I have a stream that I process by listening for the data
,error
, and end
events, and I call a function to process each data
event in the first stream. Naturally, the function processing the data calls other callbacks, making it asynchronous. So how do I start executing more code when the data in the stream is processed? Listening for the end
event in the stream does NOT mean the asynchronous data
processing functions have finished.
How can I ensure that the stream data processing functions are finished when I execute my next statement?
Here is an example:
function updateAccountStream (accountStream, callThisOnlyAfterAllAccountsAreMigrated) {
var self = this;
var promises = [];
accountStream
.on('data', function (account) {
migrateAccount.bind(self)(account, finishMigration);
})
.on('error', function (err) {
return console.log(err);
})
.on('end', function () {
console.log("Finished updating account stream (but finishMigration is still running!!!)");
callThisOnlyAfterAllAccountsAreMigrated() // finishMigration is still running!
});
}
var migrateAccount = function (oldAccount, callback) {
executeSomeAction(oldAccount, function(err, newAccount) {
if (err) return console.log("error received:", err);
return callback(newAccount);
});
}
var finishMigration = function (newAccount) {
// some code that is executed asynchronously...
}
How do I ensure that callThisOnlyAfterAllAccountsAreMigrated
is called AFTER the stream has been processed?
Can this be done with promises? Can it be done with through streams? I am working with Nodejs, so referencing other npm modules could be helpful.
As you said, listening for the end
event on the stream is useless on its own. The stream doesn't know or care what you're doing with the data in your data
handler, so you would need to write some code to keep track of your own migrateAccount state.
If it were me, I would rewrite this whole section. If you use the readable
event with .read()
on your stream, you can read as many items at a time as you feel like dealing with. If that's one, no problem. If it's 30, great. The reason you do this is so that you won't overrun whatever is doing work with the data coming from the stream. As-is right now, if accountStream is fast, your application will undoubtedly crash at some point.
When you read an item from a stream and start work, take the promise you get back (use Bluebird or similar) and throw it into an array. When the promise is resolved, remove it from the array.
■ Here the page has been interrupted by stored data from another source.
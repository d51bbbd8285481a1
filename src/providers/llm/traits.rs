//! Chat provider trait and supporting types.

use async_trait::async_trait;
use serde::{Deserialize, Serialize};
use thiserror::Error;

/// Errors that can occur during chat completion.
#[derive(Debug, Error)]
pub enum LlmError {
    #[error("HTTP request failed: {0}")]
    HttpError(#[from] reqwest::Error),

    #[error("API error: {status} - {message}")]
    ApiError { status: u16, message: String },

    #[error("Invalid response format: {0}")]
    InvalidResponse(String),

    #[error("Rate limited, retry after {retry_after_secs:?} seconds")]
    RateLimited { retry_after_secs: Option<u64> },

    #[error("Authentication failed: {0}")]
    AuthenticationError(String),
}

/// Result type for chat operations.
pub type LlmResult<T> = Result<T, LlmError>;

/// Role of a message in a conversation.
#[derive(Debug, Clone, Copy, PartialEq, Eq, Serialize, Deserialize)]
#[serde(rename_all = "lowercase")]
pub enum Role {
    System,
    User,
    Assistant,
}

impl Role {
    pub fn as_str(&self) -> &'static str {
        match self {
            Role::System => "system",
            Role::User => "user",
            Role::Assistant => "assistant",
        }
    }
}

/// A single message in a conversation.
#[derive(Debug, Clone, PartialEq, Serialize, Deserialize)]
pub struct Message {
    pub role: Role,
    pub content: String,
}

impl Message {
    pub fn user(content: impl Into<String>) -> Self {
        Self {
            role: Role::User,
            content: content.into(),
        }
    }
}

/// Request for a chat completion.
#[derive(Debug, Clone, Default, Serialize, Deserialize)]
pub struct CompletionRequest {
    /// Conversation messages.
    pub messages: Vec<Message>,
}

impl CompletionRequest {
    pub fn new(messages: Vec<Message>) -> Self {
        Self { messages }
    }
}

/// Token usage statistics from a completion.
#[derive(Debug, Clone, Default, PartialEq, Eq, Serialize, Deserialize)]
pub struct TokenUsage {
    pub input_tokens: usize,
    pub output_tokens: usize,
}

/// Reason why a completion finished.
#[derive(Debug, Clone, Copy, PartialEq, Eq, Serialize, Deserialize)]
#[serde(rename_all = "snake_case")]
pub enum FinishReason {
    /// Natural end of generation.
    Stop,

    /// Cut off by the provider's output token limit.
    Length,

    /// Unknown or provider-specific reason.
    #[serde(other)]
    Other,
}

/// Response from a completion request.
#[derive(Debug, Clone, Serialize, Deserialize)]
pub struct CompletionResponse {
    /// Generated text content.
    pub text: String,

    pub tokens_used: TokenUsage,

    pub finish_reason: FinishReason,
}

/// Trait for chat completion backends.
#[async_trait]
pub trait LlmProvider: Send + Sync {
    /// Returns the provider's name (e.g., "cohere").
    fn name(&self) -> &str;

    /// Returns the model identifier being used.
    fn model(&self) -> &str;

    /// Performs a completion request and returns the full response.
    async fn complete(&self, request: &CompletionRequest) -> LlmResult<CompletionResponse>;
}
When the stream ends, attach a .done()
handler to .all()
(basically making one big promise out of every promise still in the array).
You could also use a simple counter for jobs in progress.
Using a through stream (the npm through2 module), I solved this problem using the following code that controls the asynchronous behaviour:
var through = require('through2').obj;
function updateAccountStream (accountStream, callThisOnlyAfterAllAccountsAreMigrated) {
var self = this;
var promises = [];
accountStream.pipe(through(function(account, _, next) {
migrateAccount.bind(self)(account, finishMigration, next);
}))
.on('data', function (account) {
})
.on('error', function (err) {
return console.log(err);
})
.on('end', function () {
console.log("Finished updating account stream");
callThisOnlyAfterAllAccountsAreMigrated();
});
}
var migrateAccount = function (oldAccount, callback, next) {
executeSomeAction(oldAccount, function(err, newAccount) {
if (err) return console.log("error received:", err);
return callback(newAccount, next);
});
}
var finishMigration = function (newAccount, next) {
// some code that is executed asynchronously, but using 'next' callback when migration is finished...
}
It is a lot easier when you handle streams via promises.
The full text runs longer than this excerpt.